Establishment of multiplex allele-specific blocker PCR for enrichment and detection of 4 common EGFR mutations in non-small cell lung cancer

Background Lung cancer is one of the most severe cancers and the majority of patients miss the best timing for surgery when diagnosed, thus having to rely on radiotherapy, chemotherapy or target therapy. Epidermal growth factor receptor (EGFR) upregulation occurs in a large percentage of patients, who can then benefit from tyrosine kinase inhibitors (TKI). However, the EGFR mutations they carry will vary the effectiveness of TKI. Circulating tumor DNA (ctDNA) contains genetic information from cancer tissue that can be used as a liquid biopsy by non-invasive sampling.

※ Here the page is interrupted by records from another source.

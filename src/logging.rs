//! Inicialização do `tracing` para o binário.
//!
//! `RUST_LOG` tem precedência sobre o filtro da configuração; `--verbose`
//! força o nível debug para o próprio crate.

use anyhow::{Context, Result};
use tracing_subscriber::{EnvFilter, layer::SubscriberExt, util::SubscriberInitExt};

/// Monta o filtro efetivo a partir da configuração e das flags.
pub fn build_filter(configured: &str, verbose: bool) -> Result<EnvFilter> {
    let base = match std::env::var("RUST_LOG") {
        Ok(env) if !env.is_empty() => env,
        _ => configured.to_string(),
    };
    let mut filter =
        EnvFilter::try_new(&base).with_context(|| format!("invalid log filter '{base}'"))?;
    if verbose {
        filter = filter.add_directive("maintflow=debug".parse()?);
    }
    Ok(filter)
}

/// Instala o subscriber global. Falha se já houver um instalado.
pub fn init_logging(configured: &str, verbose: bool) -> Result<()> {
    tracing_subscriber::registry()
        .with(
            tracing_subscriber::fmt::layer()
                .with_target(verbose)
                .with_writer(std::io::stderr),
        )
        .with(build_filter(configured, verbose)?)
        .try_init()
        .context("failed to install tracing subscriber")
}
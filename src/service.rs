//! Transactional orchestration of maintenance-record operations.
//!
//! Every operation follows the same shape: lock the record row through
//! [`RecordStore::begin`], check preconditions, mutate the working copy,
//! run status changes through [`StateMachine`], commit, then emit audit
//! events. Any error before commit drops the transaction and leaves the row
//! as it was.

use std::sync::Arc;

use chrono::{DateTime, Utc};
use serde::{Deserialize, Serialize};
use serde_json::json;
use tracing::{debug, info, instrument, warn};

use crate::audit::{AuditAction, AuditEmitter, AuditEvent, EntityType};
use crate::catalog::{PrivilegePolicy, TemplateCatalog};
use crate::checklist::{ChecklistAnswer, ChecklistTemplate, Upsert};
use crate::config::CompletionConfig;
use crate::error::{ForbiddenReason, MaintenanceError, Missing, Requirement};
use crate::folio::Assignment;
use crate::signature::{Role, SignerInfo};
use crate::state_machine::{
    Actor, Event, ItemId, MaintenanceRecord, NewRecord, RecordId, RecordSnapshot, StateMachine,
    Status, Transition,
};
use crate::store::{RecordRow, RecordStore, RecordTx};

/// Input to an explicit completion request.
#[derive(Debug, Clone, Default, Serialize, Deserialize)]
pub struct CompletionRequest {
    #[serde(default)]
    pub observations: Option<String>,
    /// Answers persisted in the same transaction before the checks run.
    #[serde(default)]
    pub pending_answers: Vec<ChecklistAnswer>,
}

impl CompletionRequest {
    pub fn with_observations(mut self, observations: impl Into<String>) -> Self {
        self.observations = Some(observations.into());
        self
    }

    pub fn with_answer(mut self, answer: ChecklistAnswer) -> Self {
        self.pending_answers.push(answer);
        self
    }
}

struct Completion {
    from: Status,
    assignment: Assignment,
}
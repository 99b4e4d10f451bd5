//! Self-contained runs of the maintenance core against an in-memory store:
//! the lifecycle walkthrough behind `maintflow demo` and the concurrent
//! completion run behind `maintflow stress`.

use std::collections::HashSet;
use std::sync::Arc;
use std::time::{Duration, Instant};

use anyhow::{Context, Result, bail};
use chrono::Utc;
use tokio::sync::{Semaphore, broadcast};
use tracing::info;

use crate::audit::{AuditEmitter, AuditEvent, BroadcastAuditSink, TracingAuditSink};
use crate::catalog::{InMemoryTemplates, PrivilegedActors};
use crate::checklist::{ChecklistAnswer, ChecklistItem, ChecklistTemplate};
use crate::config::MaintflowConfig;
use crate::error::MaintenanceError;
use crate::service::{CompletionRequest, MaintenanceService};
use crate::signature::{Role, SignerInfo};
use crate::state_machine::{Actor, MaintenanceKind, NewRecord, RecordSnapshot, TemplateId};
use crate::store::RecordStore;

const DEMO_TEMPLATE: &str = "pump-monthly";

/// One step of the walkthrough and what it returned.
#[derive(Debug)]
pub struct Step {
    pub label: String,
    pub outcome: Result<RecordSnapshot, String>,
}

#[derive(Debug)]
pub struct ScenarioReport {
    pub steps: Vec<Step>,
    pub audit: Vec<AuditEvent>,
}

#[derive(Debug, Clone)]
pub struct StressReport {
    pub completed: usize,
    pub distinct_folios: usize,
    pub max_folio: u64,
    pub elapsed: Duration,
}

impl StressReport {
    /// Every completion got its own folio and the sequence has no holes.
    pub fn is_consistent(&self) -> bool {
        self.distinct_folios == self.completed && self.max_folio == self.completed as u64
    }
}

fn demo_templates() -> InMemoryTemplates {
    InMemoryTemplates::new().with_template(ChecklistTemplate::new(
        DEMO_TEMPLATE,
        "Pump monthly inspection",
        vec![
            ChecklistItem::new("seals", "Inspect shaft seals", true),
            ChecklistItem::new("housing", "Clean pump housing", false),
        ],
    ))
}

/// Build a service wired the way `config` describes.
pub fn build_service(config: &MaintflowConfig, audit: AuditEmitter) -> MaintenanceService {
    let store = Arc::new(RecordStore::new(config.store.lock_timeout()));
    MaintenanceService::new(
        store,
        Arc::new(demo_templates()),
        Arc::new(PrivilegedActors::new(["supervisor"])),
    )
    .with_audit(audit)
    .with_completion(config.completion.clone())
}

fn record_step(steps: &mut Vec<Step>, label: &str, result: Result<RecordSnapshot, MaintenanceError>) {
    steps.push(Step {
        label: label.to_string(),
        outcome: result.map_err(|e| e.to_string()),
    });
}

/// Walk one record from creation to forced deletion.
pub async fn run_scenario(config: &MaintflowConfig) -> Result<ScenarioReport> {
    let broadcast = BroadcastAuditSink::new(config.audit.broadcast_capacity);
    let mut events = broadcast.subscribe();
    let audit = AuditEmitter::new()
        .with_timeout(config.audit.emit_timeout())
        .with_sink(Arc::new(TracingAuditSink))
        .with_sink(Arc::new(broadcast));
    let service = build_service(config, audit);

    let tech = Actor::new("tech-01", "Rosa Medina");
    let lead = Actor::new("lead-02", "Tomás Ibarra");
    let mut steps = Vec::new();

    let created = service
        .create_record(
            NewRecord {
                scheduled_date: Utc::now().date_naive(),
                kind: MaintenanceKind::Preventive,
                template_id: Some(TemplateId::from(DEMO_TEMPLATE)),
            },
            &tech,
        )
        .await
        .context("failed to create demo record")?;
    let id = created.id.clone();
    steps.push(Step {
        label: "create".into(),
        outcome: Ok(created),
    });

    let result = service
        .submit_checklist_answer(&id, ChecklistAnswer::new("seals", true), &tech)
        .await;
    record_step(&mut steps, "answer seals", result);

    let result = service
        .add_signature(
            &id,
            Role::Technician,
            SignerInfo::new(&tech.name, b"tech-signature".to_vec()),
            &tech,
        )
        .await;
    record_step(&mut steps, "sign technician", result);

    let result = service
        .complete_record(&id, CompletionRequest::default(), &tech)
        .await;
    record_step(&mut steps, "complete (one signature)", result);

    let result = service
        .add_signature(
            &id,
            Role::Responsible,
            SignerInfo::new(&lead.name, b"lead-signature".to_vec()),
            &lead,
        )
        .await;
    record_step(&mut steps, "sign responsible", result);

    let request = CompletionRequest::default()
        .with_answer(ChecklistAnswer::new("housing", true))
        .with_observations("Seals within tolerance");
    let result = service.complete_record(&id, request, &lead).await;
    record_step(&mut steps, "complete", result);

    let result = service.delete_record(&id, false, &lead).await;
    record_step(&mut steps, "delete", result);

    let result = service.delete_record(&id, true, &lead).await;
    record_step(&mut steps, "delete --force", result);

    let mut audit = Vec::new();
    loop {
        match events.try_recv() {
            Ok(event) => audit.push(event),
            Err(broadcast::error::TryRecvError::Lagged(skipped)) => {
                info!(skipped, "audit subscriber lagged");
            }
            Err(_) => break,
        }
    }

    Ok(ScenarioReport { steps, audit })
}

/// Complete `records` records concurrently, at most `workers` at a time, and
/// check the folios they received.
pub async fn run_stress(
    config: &MaintflowConfig,
    records: usize,
    workers: usize,
    on_completed: Arc<dyn Fn() + Send + Sync>,
) -> Result<StressReport> {
    if workers == 0 {
        bail!("workers must be at least 1");
    }
    let service = Arc::new(build_service(config, AuditEmitter::new()));
    let tech = Actor::new("tech-01", "Rosa Medina");

    let mut ids = Vec::with_capacity(records);
    for _ in 0..records {
        let snap = service
            .create_record(
                NewRecord {
                    scheduled_date: Utc::now().date_naive(),
                    kind: MaintenanceKind::Corrective,
                    template_id: Some(TemplateId::from(DEMO_TEMPLATE)),
                },
                &tech,
            )
            .await?;
        service
            .submit_checklist_answer(&snap.id, ChecklistAnswer::new("seals", true), &tech)
            .await?;
        for role in Role::REQUIRED {
            service
                .add_signature(&snap.id, role, SignerInfo::new(&tech.name, b"sig".to_vec()), &tech)
                .await?;
        }
        ids.push(snap.id);
    }

    let started = Instant::now();
    let permits = Arc::new(Semaphore::new(workers));
    let mut handles = Vec::with_capacity(records);
    for id in ids {
        let service = Arc::clone(&service);
        let permits = Arc::clone(&permits);
        let tech = tech.clone();
        let on_completed = Arc::clone(&on_completed);
        handles.push(tokio::spawn(async move {
            let _permit = permits.acquire_owned().await?;
            let snap = service
                .complete_record(&id, CompletionRequest::default(), &tech)
                .await?;
            on_completed();
            anyhow::Ok(snap)
        }));
    }

    let mut folios = Vec::with_capacity(records);
    for handle in handles {
        let snap = handle.await.context("completion task panicked")??;
        if let Some(folio) = snap.folio {
            folios.push(folio.get());
        }
    }

    let distinct: HashSet<u64> = folios.iter().copied().collect();
    Ok(StressReport {
        completed: folios.len(),
        distinct_folios: distinct.len(),
        max_folio: folios.iter().copied().max().unwrap_or(0),
        elapsed: started.elapsed(),
    })
}

#[cfg(test)]
mod tests {
    use super::*;
    use crate::audit::AuditAction;
    use crate::state_machine::Status;

    #[tokio::test]
    async fn scenario_walks_the_full_lifecycle() {
        let report = run_scenario(&MaintflowConfig::default()).await.unwrap();
        let outcome = |label: &str| {
            &report
                .steps
                .iter()
                .find(|s| s.label == label)
                .unwrap()
                .outcome
        };

        assert_eq!(
            outcome("answer seals").as_ref().unwrap().status,
            Status::InProgress
        );
        assert!(outcome("complete (one signature)")
            .as_ref()
            .unwrap_err()
            .contains("RESPONSIBLE"));

        let completed = outcome("complete").as_ref().unwrap();
        assert_eq!(completed.status, Status::Completed);
        assert_eq!(completed.folio.map(|f| f.get()), Some(1));
        assert_eq!(completed.completed_items, 2);

        assert!(outcome("delete").is_err());
        assert!(outcome("delete --force").is_ok());

        let actions: Vec<AuditAction> = report.audit.iter().map(|e| e.action).collect();
        assert_eq!(actions.first(), Some(&AuditAction::Create));
        assert_eq!(actions.last(), Some(&AuditAction::Delete));
        assert!(actions.contains(&AuditAction::Assign));
    }

    #[tokio::test(flavor = "multi_thread", worker_threads = 4)]
    async fn stress_run_is_consistent() {
        let counter = Arc::new(std::sync::atomic::AtomicUsize::new(0));
        let ticks = Arc::clone(&counter);
        let report = run_stress(
            &MaintflowConfig::default(),
            50,
            8,
            Arc::new(move || {
                ticks.fetch_add(1, std::sync::atomic::Ordering::Relaxed);
            }),
        )
        .await
        .unwrap();

        assert_eq!(report.completed, 50);
        assert!(report.is_consistent());
        assert_eq!(counter.load(std::sync::atomic::Ordering::Relaxed), 50);
    }

    #[tokio::test]
    async fn stress_rejects_zero_workers() {
        let result = run_stress(&MaintflowConfig::default(), 1, 0, Arc::new(|| {})).await;
        assert!(result.is_err());
    }
}
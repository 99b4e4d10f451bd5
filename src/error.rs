use std::fmt;

use thiserror::Error;

use crate::signature::Role;
use crate::state_machine::{Folio, ItemId, RecordId, TemplateId};

/// Errors returned by every maintenance operation.
///
/// All variants are terminal for the request that produced them; nothing in
/// the core retries on its own.
#[derive(Debug, Error)]
pub enum MaintenanceError {
    #[error("{0} not found")]
    NotFound(Missing),

    #[error("Conflict: {0}")]
    Conflict(ConflictKind),

    #[error("Precondition failed: {0}")]
    PreconditionFailed(Requirement),

    #[error("Forbidden: {0}")]
    Forbidden(ForbiddenReason),

    #[error("Invalid input: {0}")]
    InvalidInput(String),

    #[error("Storage error: {0}")]
    Storage(#[from] StoreError),
}

impl MaintenanceError {
    /// Returns `true` when the caller may resubmit the same request as is.
    pub fn is_transient(&self) -> bool {
        matches!(self, MaintenanceError::Storage(StoreError::Timeout { .. }))
    }
}

/// What a `NotFound` error failed to find.
#[derive(Debug, Clone, PartialEq, Eq)]
pub enum Missing {
    Record(RecordId),
    Item(ItemId),
    Signature(Role),
    Template(TemplateId),
}

impl fmt::Display for Missing {
    fn fmt(&self, f: &mut fmt::Formatter<'_>) -> fmt::Result {
        match self {
            Missing::Record(id) => write!(f, "Maintenance record {id}"),
            Missing::Item(id) => write!(f, "Checklist item {id}"),
            Missing::Signature(role) => write!(f, "{role} signature"),
            Missing::Template(id) => write!(f, "Checklist template {id}"),
        }
    }
}

#[derive(Debug, Clone, PartialEq, Eq)]
pub enum ConflictKind {
    /// The role already holds a signature; replacing it requires remove-then-add.
    SignatureExists(Role),
    AlreadyCompleted,
    AlreadyCancelled,
}

impl fmt::Display for ConflictKind {
    fn fmt(&self, f: &mut fmt::Formatter<'_>) -> fmt::Result {
        match self {
            ConflictKind::SignatureExists(role) => {
                write!(f, "record already carries a {role} signature")
            }
            ConflictKind::AlreadyCompleted => write!(f, "record is already completed"),
            ConflictKind::AlreadyCancelled => write!(f, "record is already cancelled"),
        }
    }
}

/// The first completion requirement found unmet.
#[derive(Debug, Clone, Copy, PartialEq, Eq)]
pub enum Requirement {
    MissingSignature(Role),
    NoCompletedItems,
}

impl fmt::Display for Requirement {
    fn fmt(&self, f: &mut fmt::Formatter<'_>) -> fmt::Result {
        match self {
            Requirement::MissingSignature(role) => write!(f, "missing {role} signature"),
            Requirement::NoCompletedItems => {
                write!(f, "at least one checklist item must be completed")
            }
        }
    }
}

#[derive(Debug, Clone, Copy, PartialEq, Eq)]
pub enum ForbiddenReason {
    /// Mutation of a completed record by an actor without override rights.
    RecordCompleted,
    RecordCancelled,
    /// Deleting a completed record needs `force`.
    ForceRequired,
}

impl fmt::Display for ForbiddenReason {
    fn fmt(&self, f: &mut fmt::Formatter<'_>) -> fmt::Result {
        match self {
            ForbiddenReason::RecordCompleted => write!(f, "record is completed"),
            ForbiddenReason::RecordCancelled => write!(f, "record is cancelled"),
            ForbiddenReason::ForceRequired => {
                write!(f, "completed records can only be deleted with force")
            }
        }
    }
}

#[derive(Debug, Error)]
pub enum StoreError {
    #[error("Timed out after {waited_ms}ms waiting for the lock on record {record}")]
    Timeout { record: RecordId, waited_ms: u64 },

    #[error("Record already exists: {0}")]
    AlreadyExists(RecordId),

    #[error("Folio {0} is held by more than one record")]
    DuplicateFolio(Folio),

    #[error("Folio sequence exhausted")]
    FolioExhausted,

    #[error("Record {record} holds folio {folio} but is not completed")]
    FolioOnActiveRecord { record: RecordId, folio: Folio },
}

#[derive(Debug, Error)]
pub enum AuditError {
    #[error("Audit sink {sink} rejected event: {message}")]
    Rejected { sink: String, message: String },

    #[error("Failed to serialize audit event: {0}")]
    Serialize(#[from] serde_json::Error),
}

#[cfg(test)]
mod tests {
    use super::*;

    #[test]
    fn error_messages_name_the_unmet_requirement() {
        let err = MaintenanceError::PreconditionFailed(Requirement::MissingSignature(
            Role::Responsible,
        ));
        assert_eq!(
            err.to_string(),
            "Precondition failed: missing RESPONSIBLE signature"
        );

        let err = MaintenanceError::NotFound(Missing::Item(ItemId::from("oil-level")));
        assert_eq!(err.to_string(), "Checklist item oil-level not found");
    }

    #[test]
    fn only_lock_timeouts_are_transient() {
        let timeout = MaintenanceError::Storage(StoreError::Timeout {
            record: RecordId::from("r-1"),
            waited_ms: 10,
        });
        assert!(timeout.is_transient());
        assert!(!MaintenanceError::Conflict(ConflictKind::AlreadyCompleted).is_transient());
    }
}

This study aimed to provide a solution for minor allele detection from ctDNA. Methods Our novel method, named multiplex allele-specific blocker PCR (MAB PCR), combines amplification refractory mutation system (ARMS), blocker PCR and fluorescent-labeled probes for better discrimination and higher throughput. MAB PCR was specially designed for low-quality samples such as ctDNA. A sensitive assay based on MAB PCR was developed for enriching and detecting four common EGFR mutations. This assay was optimized and evaluated with manufactured plasmids, and validated with 34 tissue samples and 94 plasma samples. Results The limit of detection of this assay was 102 copies and the detection sensitivity reached 0.1% mutant allele fraction (MAF). The results of clinical sample testing had 100% accordance with sequencing, which proved that this assay was accurate and applicable in clinical settings. Conclusions This assay could accomplish low-cost and rapid detection of 4 common EGFR mutations sensitively and accurately, which has huge potential in clinical usage for guiding medication. Furthermore, this design could be used to detect other mutations.